Die verrückte Geschichte eines Ex-Boyband-Sängers, der heute ein Influencer-Imperium führt

Martin Gardt18.8.2017

"Spectacular" Blue Smith hat aus seinem Twitter-Erfolg ein Business mit Milliarden-Reichweite aufgebaut

Adwizar "Spectacular" Blue Smith
"Spectacular" Blue Smith

Erst Boyband-Rapper, dann Twitter-Champion und jetzt Geschäftsführer einer 25-Mann-Influencer-Bude in Los Angeles. „Spectacular“ Blue Smith zeigt, was in der Branche gerade mit guten Kontakten und ein paar verrückten Ideen möglich ist. Heute betreibt er über sein Unternehmen „Adwizar“ professionellen Reichweiten-Aufbau für die Social-Kanäle von Musikern wie Soulja Boy, Fat Joe oder Bow Wow – mit Clickbait, Visual Statements und Memes.

Schon als 11-Jähriger startet „Spectacular“ Blue Smith gemeinsam mit seinen Brüdern Corey „Slick’em“ Mathis und Diamond Blue „Baby Blue“ Smith in eine Musiker-Karriere. 2004 gründet ihr Vater Joseph „Bluestar“ Smith die Boyband „Pretty Ricky“, die mit ihrem Album „Late Night Special“ 2007 sogar auf Platz 1 der US-Charts landet. „Mein Vater – unser Manager und Label-Chef – verwaltete mein Geld bis in meine späten 20er. Er traf schlechte Entscheidungen und überließ mir nichts“, sagt „Spectacular“ Blue Smith zum US-Magazin Inc.

Adwizar Pretty Ricky

Pretty Ricky in der aktuellen Besetzung

Kurz nachdem ihn sein Vater 2011 aus dem Haus geschmissen habe, hätte ihm ein Freund erzählt, dass er mit Twittern Geld verdienen kann. „Wo unterschreibe ich?“, sei die Antwort gewesen. „Ich saß dann 18 Stunden pro Tag in der Bude meiner Freundin und habe an meiner Twitter-Seite gearbeitet. Innerhalb der ersten 30 Tage habe ich 15.000 US-Dollar mit Sponsored Posts verdient.“

Von Parodie-Accounts zum eigenen Business

In seinen ersten sechs Twitter-Monaten habe er so 100.000 US-Dollar verdient. Als ihm das Wachstum des eigenen Kanals dann nicht mehr schnell genug geht, erstellt Smith mehrere Parodie-Accounts über Jay-Z, Beyoncé, Will Ferrell, Angelina Jolie, Eddie Murphy oder von Grumpy Cat. So sammelt er erste Erfahrungen mit Reichweitenaufbau über witzige Bilder und Memes. Der Grumpy-Cat-Account ist zum Beispiel noch heute aktiv und kommt auf über 960.000 Twitter-Follower. Insgesamt folgen seinen Twitter-Accounts nach Smiths Aussage vier Millionen Nutzer.

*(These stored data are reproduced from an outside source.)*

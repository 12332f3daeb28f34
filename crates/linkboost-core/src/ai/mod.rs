pub mod claude;
pub mod gemini;
pub mod ollama;
pub mod openai;

pub use claude::ClaudeClient;
pub use gemini::GeminiClient;
pub use ollama::OllamaClient;
pub use openai::OpenAIClient;

use std::time::Duration;

use crate::error::AiError;
use crate::provider::Provider;

/// Upper bound on a single completion request.
pub const REQUEST_TIMEOUT: Duration = Duration::from_secs(300);

/// Model listing runs on the UI loop, so it gives up quickly.
pub const LIST_MODELS_TIMEOUT: Duration = Duration::from_secs(5);

/// One configured model backend.
#[derive(Clone)]
pub enum LlmClient {
    Ollama(OllamaClient),
    Claude(ClaudeClient),
    OpenAI(OpenAIClient),
    Gemini(GeminiClient),
}

impl LlmClient {
    pub fn provider(&self) -> Provider {
        match self {
            LlmClient::Ollama(_) => Provider::Ollama,
            LlmClient::Claude(_) => Provider::Claude,
            LlmClient::OpenAI(_) => Provider::OpenAI,
            LlmClient::Gemini(_) => Provider::Gemini,
        }
    }

    pub async fn query(&self, model: &str, prompt: &str, json: bool) -> Result<String, AiError> {
        match self {
            LlmClient::Ollama(client) => client.query(model, prompt, json).await,
            LlmClient::Claude(client) => client.query(model, prompt, json).await,
            LlmClient::OpenAI(client) => client.query(model, prompt, json).await,
            LlmClient::Gemini(client) => client.query(model, prompt, json).await,
        }
    }

    /// Ollama lists installed models; hosted providers use a fixed list.
    pub async fn list_models(&self) -> Result<Vec<String>, AiError> {
        match self {
            LlmClient::Ollama(client) => client.list_models().await,
            LlmClient::Claude(_) => Ok(ClaudeClient::list_models()),
            LlmClient::OpenAI(_) => Ok(OpenAIClient::list_models()),
            LlmClient::Gemini(_) => Ok(GeminiClient::list_models()),
        }
    }
}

Adwizar Grumpy Cat Twitter

Der Parodie-Account von Smith zum Thema Grumpy Cat

„Mein ganzes Business hat sich geändert, nachdem ich mit Soulja Boy und Sean Kingston gesprochen habe. Die hatten sechs und acht Millionen Follower bei Facebook, aber keine Ahnung, wie sie die monetarisieren sollten“, sagt Smith zu Inc. „Ich habe die Formel dann auf Facebook übertragen und eine erste Case Study mit Pretty Rick [seiner alten Band (die Red.)] gestartet.“ Das war im Juli 2015. Seitdem ist der Account von damals 450.000 auf über 7,5 Millionen Facebook-Fans gewachsen. „Als ich dieses System komplett verstanden hatte, konnte ich es skalieren und habe meinen ersten Klienten unter Vertrag genommen“, sagt Smith zu Forbes.

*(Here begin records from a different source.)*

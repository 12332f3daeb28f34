//! Owns the application state and runs collaborator effects.
//!
//! Effects run on spawned tasks; their results come back over a channel and
//! are applied by whoever drives the session (the TUI event loop, or a test
//! calling [`Session::settle`]). Nothing is cancelled once started.

use std::sync::Arc;

use tokio::sync::mpsc;
use tracing::debug;

use crate::machine::{reduce, Action, Completion, Effect};
use crate::optimizer::ContentOptimizer;
use crate::scraper::ProfileScraper;
use crate::state::AppState;

pub struct Session {
    state: AppState,
    scraper: Arc<dyn ProfileScraper>,
    optimizer: Arc<dyn ContentOptimizer>,
    tx: mpsc::UnboundedSender<Completion>,
    rx: mpsc::UnboundedReceiver<Completion>,
    in_flight: usize,
}

impl Session {
    pub fn new(scraper: Arc<dyn ProfileScraper>, optimizer: Arc<dyn ContentOptimizer>) -> Self {
        let (tx, rx) = mpsc::unbounded_channel();
        Self {
            state: AppState::new(),
            scraper,
            optimizer,
            tx,
            rx,
            in_flight: 0,
        }
    }

    pub fn state(&self) -> &AppState {
        &self.state
    }

    /// Swaps the optimization backend, e.g. after a provider change.
    /// Requests already in flight finish on the old backend.
    pub fn set_optimizer(&mut self, optimizer: Arc<dyn ContentOptimizer>) {
        self.optimizer = optimizer;
    }

    pub fn in_flight(&self) -> usize {
        self.in_flight
    }

    /// Applies a user action and starts any collaborator calls it requests.
    /// Must be called from within a tokio runtime.
    pub fn dispatch(&mut self, action: Action) {
        for effect in reduce(&mut self.state, action) {
            self.spawn(effect);
        }
    }

    /// Applies one collaborator result.
    pub fn apply(&mut self, completion: Completion) {
        self.in_flight = self.in_flight.saturating_sub(1);
        reduce(&mut self.state, Action::Completed(completion));
    }

    /// Waits for the next collaborator result. Pending forever when idle,
    /// which makes it safe to use as a `select!` branch.
    pub async fn next_completion(&mut self) -> Option<Completion> {
        self.rx.recv().await
    }

    /// Applies results until no request is in flight.
    pub async fn settle(&mut self) {
        while self.in_flight > 0 {
            match self.rx.recv().await {
                Some(completion) => self.apply(completion),
                None => break,
            }
        }
    }

    fn spawn(&mut self, effect: Effect) {
        self.in_flight += 1;
        let tx = self.tx.clone();
        debug!(in_flight = self.in_flight, "spawning collaborator call");

        match effect {
            Effect::Scrape { token, url } => {
                let scraper = Arc::clone(&self.scraper);
                tokio::spawn(async move {
                    let result = scraper
                        .scrape_profile(&url)
                        .await
                        .map_err(|e| e.to_string());
                    let _ = tx.send(Completion::Scraped { token, result });
                });
            }
            Effect::Optimize { token, profile } => {
                let optimizer = Arc::clone(&self.optimizer);
                tokio::spawn(async move {
                    let result = optimizer
                        .optimize_full(&profile)
                        .await
                        .map_err(|e| e.to_string());
                    let _ = tx.send(Completion::Optimized { token, result });
                });
            }
            Effect::Regenerate {
                token,
                section,
                feedback,
                profile,
            } => {
                let optimizer = Arc::clone(&self.optimizer);
                tokio::spawn(async move {
                    let result = optimizer
                        .regenerate_section(section, &feedback, &profile)
                        .await
                        .map_err(|e| e.to_string());
                    let _ = tx.send(Completion::Regenerated {
                        section,
                        token,
                        result,
                    });
                });
            }
            Effect::GenerateFreeform {
                message,
                transcript,
            } => {
                let optimizer = Arc::clone(&self.optimizer);
                tokio::spawn(async move {
                    let result = optimizer
                        .generate_freeform(&message, &transcript)
                        .await
                        .map_err(|e| e.to_string());
                    let _ = tx.send(Completion::ChatReplied { result });
                });
            }
        }
    }
}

Clickbait, Visual Statements, Memes – Reichweite um jeden Preis

2015 gründet Smith dann sein Unternehmen „Adwizar“, mit dem er Musiker, Schauspieler und Sportler in ihrer Social-Strategie unterstützen und bei der Monetarisierung der Reichweite helfen will. Mittlerweile hat er 25 Mitarbeiter in Los Angeles und nach eigenen Aussagen über 100 Klienten – darunter R&B- & Hip-Hop-Künstler wie Soulja Boy, Bow Wow, Fat Joe und Trina mit mehreren Millionen Fans bei Facebook.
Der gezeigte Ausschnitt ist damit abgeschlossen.